● **What to produce**
Below are the records; copy every line in them that holds the string "ConnectionConfig".

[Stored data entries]
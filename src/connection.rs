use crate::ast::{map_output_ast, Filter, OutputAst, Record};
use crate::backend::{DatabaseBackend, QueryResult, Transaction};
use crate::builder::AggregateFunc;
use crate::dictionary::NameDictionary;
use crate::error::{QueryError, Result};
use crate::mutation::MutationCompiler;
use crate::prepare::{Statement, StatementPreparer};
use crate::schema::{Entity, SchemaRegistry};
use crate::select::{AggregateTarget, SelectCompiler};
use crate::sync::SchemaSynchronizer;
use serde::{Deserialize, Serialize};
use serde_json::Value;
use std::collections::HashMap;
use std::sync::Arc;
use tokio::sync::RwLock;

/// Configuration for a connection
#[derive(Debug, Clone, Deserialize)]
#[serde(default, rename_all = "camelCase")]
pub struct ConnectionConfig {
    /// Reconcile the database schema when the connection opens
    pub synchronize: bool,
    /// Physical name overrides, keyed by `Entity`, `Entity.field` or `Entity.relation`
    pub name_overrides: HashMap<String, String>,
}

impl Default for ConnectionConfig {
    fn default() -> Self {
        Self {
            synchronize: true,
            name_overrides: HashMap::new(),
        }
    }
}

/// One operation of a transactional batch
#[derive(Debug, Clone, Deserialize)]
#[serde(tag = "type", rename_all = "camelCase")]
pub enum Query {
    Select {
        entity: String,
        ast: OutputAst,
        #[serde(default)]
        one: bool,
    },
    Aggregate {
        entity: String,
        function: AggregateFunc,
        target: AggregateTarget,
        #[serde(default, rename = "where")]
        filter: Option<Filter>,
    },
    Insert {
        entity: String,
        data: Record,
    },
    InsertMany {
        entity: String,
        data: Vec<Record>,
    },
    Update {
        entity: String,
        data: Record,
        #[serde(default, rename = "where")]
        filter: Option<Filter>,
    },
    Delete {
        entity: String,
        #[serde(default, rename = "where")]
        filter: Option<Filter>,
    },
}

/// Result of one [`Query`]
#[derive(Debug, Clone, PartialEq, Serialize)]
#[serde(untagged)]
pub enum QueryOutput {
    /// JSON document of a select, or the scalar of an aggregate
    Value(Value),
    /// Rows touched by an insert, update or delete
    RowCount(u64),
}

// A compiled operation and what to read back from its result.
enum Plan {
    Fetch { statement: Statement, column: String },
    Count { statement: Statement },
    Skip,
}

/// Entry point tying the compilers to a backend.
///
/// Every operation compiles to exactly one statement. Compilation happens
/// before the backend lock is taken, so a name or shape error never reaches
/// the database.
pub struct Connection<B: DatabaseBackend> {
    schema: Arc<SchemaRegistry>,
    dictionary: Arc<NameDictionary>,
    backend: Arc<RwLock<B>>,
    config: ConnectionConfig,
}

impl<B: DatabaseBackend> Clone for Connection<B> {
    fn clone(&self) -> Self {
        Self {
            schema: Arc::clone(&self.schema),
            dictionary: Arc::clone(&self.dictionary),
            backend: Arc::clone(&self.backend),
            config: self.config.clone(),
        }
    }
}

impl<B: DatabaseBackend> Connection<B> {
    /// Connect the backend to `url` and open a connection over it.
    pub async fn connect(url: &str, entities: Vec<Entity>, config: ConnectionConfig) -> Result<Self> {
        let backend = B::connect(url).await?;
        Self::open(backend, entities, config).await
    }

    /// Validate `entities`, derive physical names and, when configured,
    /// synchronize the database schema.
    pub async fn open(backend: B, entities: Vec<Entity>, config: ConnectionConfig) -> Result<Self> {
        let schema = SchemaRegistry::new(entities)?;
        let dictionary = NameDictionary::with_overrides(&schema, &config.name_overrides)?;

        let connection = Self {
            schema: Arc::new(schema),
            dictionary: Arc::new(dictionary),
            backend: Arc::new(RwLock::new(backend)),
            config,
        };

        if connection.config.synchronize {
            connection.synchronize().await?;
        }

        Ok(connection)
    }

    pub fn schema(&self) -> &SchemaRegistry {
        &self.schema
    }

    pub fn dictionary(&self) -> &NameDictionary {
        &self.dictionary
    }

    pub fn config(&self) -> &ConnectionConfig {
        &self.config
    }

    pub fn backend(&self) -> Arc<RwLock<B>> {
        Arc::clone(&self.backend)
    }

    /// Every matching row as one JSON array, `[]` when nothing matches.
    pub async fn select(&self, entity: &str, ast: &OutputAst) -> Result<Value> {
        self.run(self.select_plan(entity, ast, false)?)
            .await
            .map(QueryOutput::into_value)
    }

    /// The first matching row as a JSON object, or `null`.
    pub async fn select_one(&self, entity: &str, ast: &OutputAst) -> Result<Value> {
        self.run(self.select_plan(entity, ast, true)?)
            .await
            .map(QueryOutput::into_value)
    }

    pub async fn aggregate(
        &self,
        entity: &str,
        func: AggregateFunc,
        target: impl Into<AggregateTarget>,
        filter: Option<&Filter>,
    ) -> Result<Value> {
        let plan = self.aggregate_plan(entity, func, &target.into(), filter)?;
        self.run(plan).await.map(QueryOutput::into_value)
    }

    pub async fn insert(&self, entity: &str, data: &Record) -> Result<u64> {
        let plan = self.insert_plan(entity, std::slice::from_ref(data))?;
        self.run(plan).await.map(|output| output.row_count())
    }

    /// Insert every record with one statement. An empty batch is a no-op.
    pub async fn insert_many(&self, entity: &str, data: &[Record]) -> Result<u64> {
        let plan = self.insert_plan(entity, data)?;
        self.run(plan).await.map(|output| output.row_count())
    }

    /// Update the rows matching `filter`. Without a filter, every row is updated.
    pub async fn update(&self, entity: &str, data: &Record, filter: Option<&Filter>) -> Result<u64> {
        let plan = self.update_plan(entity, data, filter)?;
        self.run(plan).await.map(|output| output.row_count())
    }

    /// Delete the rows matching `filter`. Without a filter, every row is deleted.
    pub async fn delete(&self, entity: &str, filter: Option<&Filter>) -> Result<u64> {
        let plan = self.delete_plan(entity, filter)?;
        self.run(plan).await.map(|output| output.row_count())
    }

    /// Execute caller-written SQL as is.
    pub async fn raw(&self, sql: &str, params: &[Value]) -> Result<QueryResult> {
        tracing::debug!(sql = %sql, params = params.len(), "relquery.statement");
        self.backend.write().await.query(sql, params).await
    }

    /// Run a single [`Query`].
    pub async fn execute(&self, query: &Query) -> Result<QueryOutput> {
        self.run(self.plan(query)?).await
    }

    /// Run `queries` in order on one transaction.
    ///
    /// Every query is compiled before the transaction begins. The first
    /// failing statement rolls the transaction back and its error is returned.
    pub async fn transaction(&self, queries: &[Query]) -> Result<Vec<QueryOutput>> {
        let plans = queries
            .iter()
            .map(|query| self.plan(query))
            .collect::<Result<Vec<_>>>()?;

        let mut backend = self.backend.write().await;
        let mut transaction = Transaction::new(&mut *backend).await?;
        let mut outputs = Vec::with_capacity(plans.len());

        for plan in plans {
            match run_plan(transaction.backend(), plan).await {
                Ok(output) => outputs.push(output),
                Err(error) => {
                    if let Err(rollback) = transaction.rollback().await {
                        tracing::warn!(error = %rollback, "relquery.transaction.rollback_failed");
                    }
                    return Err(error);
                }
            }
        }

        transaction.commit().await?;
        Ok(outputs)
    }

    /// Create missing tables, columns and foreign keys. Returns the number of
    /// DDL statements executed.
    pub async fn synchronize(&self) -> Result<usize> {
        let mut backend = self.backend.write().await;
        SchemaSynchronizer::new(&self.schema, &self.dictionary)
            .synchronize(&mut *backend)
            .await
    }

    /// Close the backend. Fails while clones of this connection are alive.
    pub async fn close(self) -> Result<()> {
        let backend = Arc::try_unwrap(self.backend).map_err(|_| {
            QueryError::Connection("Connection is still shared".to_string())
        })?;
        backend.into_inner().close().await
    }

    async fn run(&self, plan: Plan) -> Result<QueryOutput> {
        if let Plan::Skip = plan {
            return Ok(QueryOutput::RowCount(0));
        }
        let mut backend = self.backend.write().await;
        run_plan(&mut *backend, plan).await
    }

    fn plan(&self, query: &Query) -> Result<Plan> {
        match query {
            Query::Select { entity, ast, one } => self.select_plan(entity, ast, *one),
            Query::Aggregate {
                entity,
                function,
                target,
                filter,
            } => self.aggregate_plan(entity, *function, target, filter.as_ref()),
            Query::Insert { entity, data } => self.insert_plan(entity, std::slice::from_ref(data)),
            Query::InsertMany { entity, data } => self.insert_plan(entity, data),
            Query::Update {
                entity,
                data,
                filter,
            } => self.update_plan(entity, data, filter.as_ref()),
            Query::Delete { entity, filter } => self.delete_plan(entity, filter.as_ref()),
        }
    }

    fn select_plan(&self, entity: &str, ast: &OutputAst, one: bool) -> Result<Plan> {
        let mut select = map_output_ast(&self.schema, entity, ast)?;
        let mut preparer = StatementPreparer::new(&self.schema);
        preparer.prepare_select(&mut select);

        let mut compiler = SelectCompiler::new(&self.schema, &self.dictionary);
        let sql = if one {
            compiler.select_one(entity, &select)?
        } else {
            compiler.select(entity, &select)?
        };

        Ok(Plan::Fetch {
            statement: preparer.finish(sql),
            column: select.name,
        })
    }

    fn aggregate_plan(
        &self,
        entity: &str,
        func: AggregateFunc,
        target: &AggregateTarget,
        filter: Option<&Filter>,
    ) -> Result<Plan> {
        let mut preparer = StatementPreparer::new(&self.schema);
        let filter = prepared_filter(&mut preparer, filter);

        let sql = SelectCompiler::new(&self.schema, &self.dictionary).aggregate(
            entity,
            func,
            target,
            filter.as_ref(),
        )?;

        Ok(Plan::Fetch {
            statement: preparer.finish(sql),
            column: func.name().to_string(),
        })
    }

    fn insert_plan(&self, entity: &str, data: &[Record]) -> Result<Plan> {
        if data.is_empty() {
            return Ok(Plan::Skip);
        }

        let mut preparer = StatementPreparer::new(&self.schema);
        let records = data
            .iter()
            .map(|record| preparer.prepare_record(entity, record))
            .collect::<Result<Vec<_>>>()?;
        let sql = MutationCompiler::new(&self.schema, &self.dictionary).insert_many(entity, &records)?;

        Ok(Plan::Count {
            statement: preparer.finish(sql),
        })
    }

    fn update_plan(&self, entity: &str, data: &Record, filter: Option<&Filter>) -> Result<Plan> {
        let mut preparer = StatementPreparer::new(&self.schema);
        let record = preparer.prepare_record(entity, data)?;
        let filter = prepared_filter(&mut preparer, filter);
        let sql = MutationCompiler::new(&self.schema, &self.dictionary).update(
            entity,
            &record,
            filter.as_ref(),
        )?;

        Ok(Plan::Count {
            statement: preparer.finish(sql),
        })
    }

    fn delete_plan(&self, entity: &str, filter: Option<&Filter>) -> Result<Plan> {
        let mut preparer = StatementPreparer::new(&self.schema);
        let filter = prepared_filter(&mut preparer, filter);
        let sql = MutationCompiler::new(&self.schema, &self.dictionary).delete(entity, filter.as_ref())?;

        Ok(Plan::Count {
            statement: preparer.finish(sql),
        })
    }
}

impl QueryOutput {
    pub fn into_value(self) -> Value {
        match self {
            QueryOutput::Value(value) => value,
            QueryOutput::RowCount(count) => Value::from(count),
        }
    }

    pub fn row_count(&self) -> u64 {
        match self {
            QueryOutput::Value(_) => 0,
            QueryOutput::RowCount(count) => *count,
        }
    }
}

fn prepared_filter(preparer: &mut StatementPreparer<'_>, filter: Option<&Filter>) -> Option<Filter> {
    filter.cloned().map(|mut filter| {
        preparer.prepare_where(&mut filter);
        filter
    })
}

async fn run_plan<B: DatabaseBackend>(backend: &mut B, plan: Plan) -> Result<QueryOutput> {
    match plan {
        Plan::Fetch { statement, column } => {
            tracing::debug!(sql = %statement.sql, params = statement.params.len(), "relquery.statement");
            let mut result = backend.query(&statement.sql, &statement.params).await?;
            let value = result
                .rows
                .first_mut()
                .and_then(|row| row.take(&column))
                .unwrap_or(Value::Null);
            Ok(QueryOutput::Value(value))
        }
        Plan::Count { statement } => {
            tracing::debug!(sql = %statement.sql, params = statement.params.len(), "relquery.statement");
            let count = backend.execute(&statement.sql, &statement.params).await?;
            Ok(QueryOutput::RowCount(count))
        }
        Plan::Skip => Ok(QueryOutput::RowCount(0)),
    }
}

* * *

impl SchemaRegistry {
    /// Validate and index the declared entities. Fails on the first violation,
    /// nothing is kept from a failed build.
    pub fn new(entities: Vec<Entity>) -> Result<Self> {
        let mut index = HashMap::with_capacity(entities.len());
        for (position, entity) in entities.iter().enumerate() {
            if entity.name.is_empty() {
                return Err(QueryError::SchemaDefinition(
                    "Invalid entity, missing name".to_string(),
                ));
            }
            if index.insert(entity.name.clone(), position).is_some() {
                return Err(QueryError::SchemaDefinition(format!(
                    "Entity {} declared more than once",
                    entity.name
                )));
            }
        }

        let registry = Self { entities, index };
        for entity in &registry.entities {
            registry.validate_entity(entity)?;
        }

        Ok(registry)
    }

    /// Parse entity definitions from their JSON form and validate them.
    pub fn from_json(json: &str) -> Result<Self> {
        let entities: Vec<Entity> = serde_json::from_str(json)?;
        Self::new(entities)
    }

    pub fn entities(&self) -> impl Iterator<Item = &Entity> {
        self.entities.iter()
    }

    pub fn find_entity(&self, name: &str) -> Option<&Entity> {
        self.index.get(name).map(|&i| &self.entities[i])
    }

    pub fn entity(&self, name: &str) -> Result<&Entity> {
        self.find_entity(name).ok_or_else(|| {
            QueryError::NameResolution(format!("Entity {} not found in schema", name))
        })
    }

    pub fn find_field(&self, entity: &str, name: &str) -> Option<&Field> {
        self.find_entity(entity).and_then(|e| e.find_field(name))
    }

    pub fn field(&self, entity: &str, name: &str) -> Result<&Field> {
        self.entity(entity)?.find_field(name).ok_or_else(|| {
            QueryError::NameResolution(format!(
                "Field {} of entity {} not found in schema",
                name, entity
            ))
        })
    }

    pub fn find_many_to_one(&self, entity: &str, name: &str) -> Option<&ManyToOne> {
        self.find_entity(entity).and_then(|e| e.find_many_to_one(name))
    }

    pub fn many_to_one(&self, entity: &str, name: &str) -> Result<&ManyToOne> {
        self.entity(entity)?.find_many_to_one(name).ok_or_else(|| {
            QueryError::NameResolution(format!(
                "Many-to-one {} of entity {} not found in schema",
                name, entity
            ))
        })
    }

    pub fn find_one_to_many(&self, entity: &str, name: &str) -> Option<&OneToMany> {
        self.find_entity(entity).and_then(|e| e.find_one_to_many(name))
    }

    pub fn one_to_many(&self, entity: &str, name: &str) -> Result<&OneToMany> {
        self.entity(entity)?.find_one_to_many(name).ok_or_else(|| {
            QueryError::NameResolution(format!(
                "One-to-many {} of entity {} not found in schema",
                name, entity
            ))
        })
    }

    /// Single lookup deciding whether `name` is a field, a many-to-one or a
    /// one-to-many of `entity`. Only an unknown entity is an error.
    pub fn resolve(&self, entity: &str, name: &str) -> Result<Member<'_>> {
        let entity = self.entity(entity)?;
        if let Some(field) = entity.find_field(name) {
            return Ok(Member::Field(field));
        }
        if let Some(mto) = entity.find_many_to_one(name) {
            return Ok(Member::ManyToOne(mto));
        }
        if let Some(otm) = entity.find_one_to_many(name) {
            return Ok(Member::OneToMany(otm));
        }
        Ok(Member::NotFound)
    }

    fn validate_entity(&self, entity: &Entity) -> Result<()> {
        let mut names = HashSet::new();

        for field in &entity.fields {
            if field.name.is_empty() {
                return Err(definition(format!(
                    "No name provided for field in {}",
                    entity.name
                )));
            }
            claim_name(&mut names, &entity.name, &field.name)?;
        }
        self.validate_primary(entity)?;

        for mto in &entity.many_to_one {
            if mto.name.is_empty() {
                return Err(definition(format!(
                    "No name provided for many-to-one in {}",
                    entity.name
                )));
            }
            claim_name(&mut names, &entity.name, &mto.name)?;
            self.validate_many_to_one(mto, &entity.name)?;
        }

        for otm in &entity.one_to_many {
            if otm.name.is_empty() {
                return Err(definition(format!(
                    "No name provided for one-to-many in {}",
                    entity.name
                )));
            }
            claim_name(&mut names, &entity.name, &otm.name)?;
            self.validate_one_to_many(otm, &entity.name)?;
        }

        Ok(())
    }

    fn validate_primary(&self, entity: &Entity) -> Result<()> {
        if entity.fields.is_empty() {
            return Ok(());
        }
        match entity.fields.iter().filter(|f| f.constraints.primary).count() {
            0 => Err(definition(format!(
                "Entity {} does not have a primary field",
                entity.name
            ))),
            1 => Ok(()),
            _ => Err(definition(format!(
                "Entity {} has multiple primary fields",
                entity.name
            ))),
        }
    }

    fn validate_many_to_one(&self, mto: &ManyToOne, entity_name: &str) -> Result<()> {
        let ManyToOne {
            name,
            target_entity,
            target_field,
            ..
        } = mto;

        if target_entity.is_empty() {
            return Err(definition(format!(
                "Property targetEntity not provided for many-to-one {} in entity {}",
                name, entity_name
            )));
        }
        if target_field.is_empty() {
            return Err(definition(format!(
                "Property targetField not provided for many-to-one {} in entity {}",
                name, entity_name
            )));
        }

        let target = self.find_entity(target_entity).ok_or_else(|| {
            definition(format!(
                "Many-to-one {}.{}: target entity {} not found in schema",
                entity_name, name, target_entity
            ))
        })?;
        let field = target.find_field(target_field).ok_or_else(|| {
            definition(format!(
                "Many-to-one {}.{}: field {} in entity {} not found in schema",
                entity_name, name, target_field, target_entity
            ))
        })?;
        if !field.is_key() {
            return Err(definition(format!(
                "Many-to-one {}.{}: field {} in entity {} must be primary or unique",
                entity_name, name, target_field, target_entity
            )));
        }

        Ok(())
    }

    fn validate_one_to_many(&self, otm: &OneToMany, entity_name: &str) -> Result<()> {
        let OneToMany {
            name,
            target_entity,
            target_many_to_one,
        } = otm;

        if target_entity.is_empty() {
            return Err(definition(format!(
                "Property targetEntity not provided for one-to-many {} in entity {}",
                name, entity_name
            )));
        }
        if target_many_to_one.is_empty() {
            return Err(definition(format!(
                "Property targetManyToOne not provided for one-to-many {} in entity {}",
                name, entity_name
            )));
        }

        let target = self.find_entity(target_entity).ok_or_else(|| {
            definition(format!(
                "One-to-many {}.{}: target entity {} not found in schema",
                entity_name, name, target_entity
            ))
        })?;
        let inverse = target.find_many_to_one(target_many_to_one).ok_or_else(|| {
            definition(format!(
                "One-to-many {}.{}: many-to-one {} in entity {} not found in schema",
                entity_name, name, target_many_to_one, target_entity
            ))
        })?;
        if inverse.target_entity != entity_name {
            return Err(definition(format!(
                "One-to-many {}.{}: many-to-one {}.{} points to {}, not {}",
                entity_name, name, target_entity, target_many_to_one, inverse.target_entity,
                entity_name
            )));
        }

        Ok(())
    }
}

● **Output for this exercise**
pub struct ConnectionConfig {
impl Default for ConnectionConfig {
    config: ConnectionConfig,
    pub async fn connect(url: &str, entities: Vec<Entity>, config: ConnectionConfig) -> Result<Self> {
    pub async fn open(backend: B, entities: Vec<Entity>, config: ConnectionConfig) -> Result<Self> {
    pub fn config(&self) -> &ConnectionConfig {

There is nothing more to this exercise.